App-Based Employers Do Their Best To Avoid Giving Drivers Healthcare, Other Benefits

The Daily Caller

App-Based Employers Do Their Best To Avoid Giving Drivers Healthcare, Other Benefits

Harry Wilmerding on March 8, 2022

Rideshare and food delivery companies have launched a joint campaign to fend off Democrats’ efforts to classify their workers as employees, which would allow them to form unions, The Wall Street Journal reported.

Uber, Lyft, DoorDash and Grubhub plan to air television commercials and internet ads in the Washington, D.C., area showing workers arguing for independent contractor status rather than full-time employment, the WSJ reported.

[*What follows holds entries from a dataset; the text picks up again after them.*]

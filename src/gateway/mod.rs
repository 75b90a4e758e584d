//! Typed request gateway.
//!
//! Every feature-specific API call is a thin specialization of the two
//! operations here: `get_api` and `post_api`. Each performs exactly one
//! network call and returns exactly one of a decoded success envelope or a
//! `GatewayError` — no retry, no caching, no timeout beyond the transport
//! default.

pub mod envelope;
pub mod token;
pub mod transport;

use std::sync::Arc;

use serde::Serialize;
use serde::de::DeserializeOwned;

use crate::error::GatewayError;

pub use envelope::{ApiError, ApiResponse};
pub use token::{GenerationCounter, RequestToken};
pub use transport::{HttpTransport, Transport, TransportReply};

/// Typed gateway over an injected transport.
#[derive(Clone)]
pub struct Gateway {
    transport: Arc<dyn Transport>,
}

impl Gateway {
    pub fn new(transport: Arc<dyn Transport>) -> Self {
        Self { transport }
    }

    /// Convenience constructor for the production reqwest transport.
    pub fn over_http(base_url: impl Into<String>) -> Result<Self, GatewayError> {
        Ok(Self::new(Arc::new(HttpTransport::new(base_url)?)))
    }

    /// GET `path` and decode the success envelope as `T`.
    pub async fn get_api<T: DeserializeOwned>(
        &self,
        path: &str,
    ) -> Result<ApiResponse<T>, GatewayError> {
        let reply = self.transport.get(path).await?;
        Self::decode(path, reply)
    }

    /// POST `data` to `path` and decode the success envelope as `T`.
    pub async fn post_api<T, D>(&self, path: &str, data: &D) -> Result<ApiResponse<T>, GatewayError>
    where
        T: DeserializeOwned,
        D: Serialize + ?Sized,
    {
        let body = serde_json::to_value(data).map_err(|e| GatewayError::Transport {
            path: path.to_string(),
            reason: format!("failed to encode request body: {e}"),
        })?;
        let reply = self.transport.post_json(path, body).await?;
        Self::decode(path, reply)
    }

    /// Decode a raw reply into the uniform envelope contract.
    ///
    /// 2xx bodies must parse as `ApiResponse<T>`; anything else is a
    /// `Decode` error rather than being passed through unchecked. Non-2xx
    /// bodies are parsed as `ApiError`, falling back to an envelope
    /// synthesized from the HTTP status when the body does not parse.
    fn decode<T: DeserializeOwned>(
        path: &str,
        reply: TransportReply,
    ) -> Result<ApiResponse<T>, GatewayError> {
        if reply.is_success() {
            return serde_json::from_str(&reply.body).map_err(|e| {
                tracing::warn!(path, status = reply.status, %e, "Malformed success envelope");
                GatewayError::Decode {
                    path: path.to_string(),
                    status: reply.status,
                    reason: e.to_string(),
                }
            });
        }

        let envelope = serde_json::from_str::<ApiError>(&reply.body).unwrap_or_else(|e| {
            tracing::warn!(path, status = reply.status, %e, "Malformed failure envelope");
            ApiError::from_status(reply.status)
        });
        Err(GatewayError::Api(envelope))
    }
}

#[cfg(test)]
mod tests {
    use std::sync::atomic::{AtomicUsize, Ordering};

    use async_trait::async_trait;
    use serde_json::{Value, json};

    use super::*;

    /// Stub transport returning a fixed reply and counting calls.
    struct StubTransport {
        reply: TransportReply,
        calls: AtomicUsize,
    }

    impl StubTransport {
        fn returning(status: u16, body: &str) -> Self {
            Self {
                reply: TransportReply {
                    status,
                    body: body.to_string(),
                },
                calls: AtomicUsize::new(0),
            }
        }

        fn call_count(&self) -> usize {
            self.calls.load(Ordering::SeqCst)
        }
    }

    #[async_trait]
    impl Transport for StubTransport {
        async fn get(&self, _path: &str) -> Result<TransportReply, GatewayError> {
            self.calls.fetch_add(1, Ordering::SeqCst);
            Ok(self.reply.clone())
        }

        async fn post_json(&self, _path: &str, _body: Value) -> Result<TransportReply, GatewayError> {
            self.calls.fetch_add(1, Ordering::SeqCst);
            Ok(self.reply.clone())
        }
    }

    #[derive(Debug, serde::Deserialize)]
    #[serde(rename_all = "camelCase")]
    struct OrderReply {
        order_id: String,
    }

    #[tokio::test]
    async fn success_decodes_envelope_with_one_call() {
        let stub = Arc::new(StubTransport::returning(
            200,
            r#"{"statusCode":200,"data":{"orderId":"ord-7"},"message":"ok","success":true}"#,
        ));
        let gateway = Gateway::new(stub.clone());

        let response: ApiResponse<OrderReply> = gateway
            .post_api("api/v1/user/resend-otp", &json!({"orderId": "ord-6"}))
            .await
            .unwrap();

        assert_eq!(response.data.order_id, "ord-7");
        assert!(response.success);
        assert_eq!(stub.call_count(), 1, "exactly one network call per request");
    }

    #[tokio::test]
    async fn non_2xx_parses_failure_envelope() {
        let stub = Arc::new(StubTransport::returning(
            401,
            r#"{"statusCode":401,"message":"Invalid credentials","errors":[],"success":false}"#,
        ));
        let gateway = Gateway::new(stub.clone());

        let err = gateway
            .post_api::<OrderReply, _>("api/v1/user/login", &json!({}))
            .await
            .unwrap_err();

        match err {
            GatewayError::Api(envelope) => {
                assert_eq!(envelope.status_code, 401);
                assert_eq!(envelope.message, "Invalid credentials");
            }
            other => panic!("expected Api error, got {other:?}"),
        }
        assert_eq!(stub.call_count(), 1);
    }

    #[tokio::test]
    async fn non_2xx_garbage_body_synthesizes_envelope() {
        let stub = Arc::new(StubTransport::returning(502, "<html>bad gateway</html>"));
        let gateway = Gateway::new(stub);

        let err = gateway
            .get_api::<OrderReply>("api/v1/user/get-user")
            .await
            .unwrap_err();

        match err {
            GatewayError::Api(envelope) => assert_eq!(envelope.status_code, 502),
            other => panic!("expected Api error, got {other:?}"),
        }
    }

    #[tokio::test]
    async fn malformed_success_body_is_a_decode_error() {
        let stub = Arc::new(StubTransport::returning(200, r#"{"unexpected":"shape"}"#));
        let gateway = Gateway::new(stub);

        let err = gateway
            .get_api::<OrderReply>("api/v1/user/get-user")
            .await
            .unwrap_err();

        assert!(matches!(err, GatewayError::Decode { status: 200, .. }));
    }

    #[tokio::test]
    async fn result_is_exactly_one_outcome() {
        // A Result is one variant by construction; what needs checking is
        // that a failing transport still produces exactly one call and one
        // error, never a success alongside it.
        struct FailingTransport;

        #[async_trait]
        impl Transport for FailingTransport {
            async fn get(&self, path: &str) -> Result<TransportReply, GatewayError> {
                Err(GatewayError::Transport {
                    path: path.to_string(),
                    reason: "connection refused".into(),
                })
            }

            async fn post_json(
                &self,
                path: &str,
                _body: Value,
            ) -> Result<TransportReply, GatewayError> {
                Err(GatewayError::Transport {
                    path: path.to_string(),
                    reason: "connection refused".into(),
                })
            }
        }

        let gateway = Gateway::new(Arc::new(FailingTransport));
        let result = gateway.get_api::<OrderReply>("api/v1/user/get-user").await;
        assert!(matches!(result, Err(GatewayError::Transport { .. })));
    }
}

“If I want to work 20 minutes a week, or 30 hours, I can do that,” one worker says in an ad, the WSJ reported. “When I need a day off to study for a big exam, I can do that,” another worker reportedly says.

Lawmakers in Congress have pushed legislation to remove the independent contractor title from these companies’ part-time workers, allowing them to be eligible for company benefits and to form labor unions, the WSJ reported.

These companies use the independent contractor model to lower labor costs and suppress customer fees, according to the WSJ. App-based workers, on average, reportedly spend eight hours a week on the job.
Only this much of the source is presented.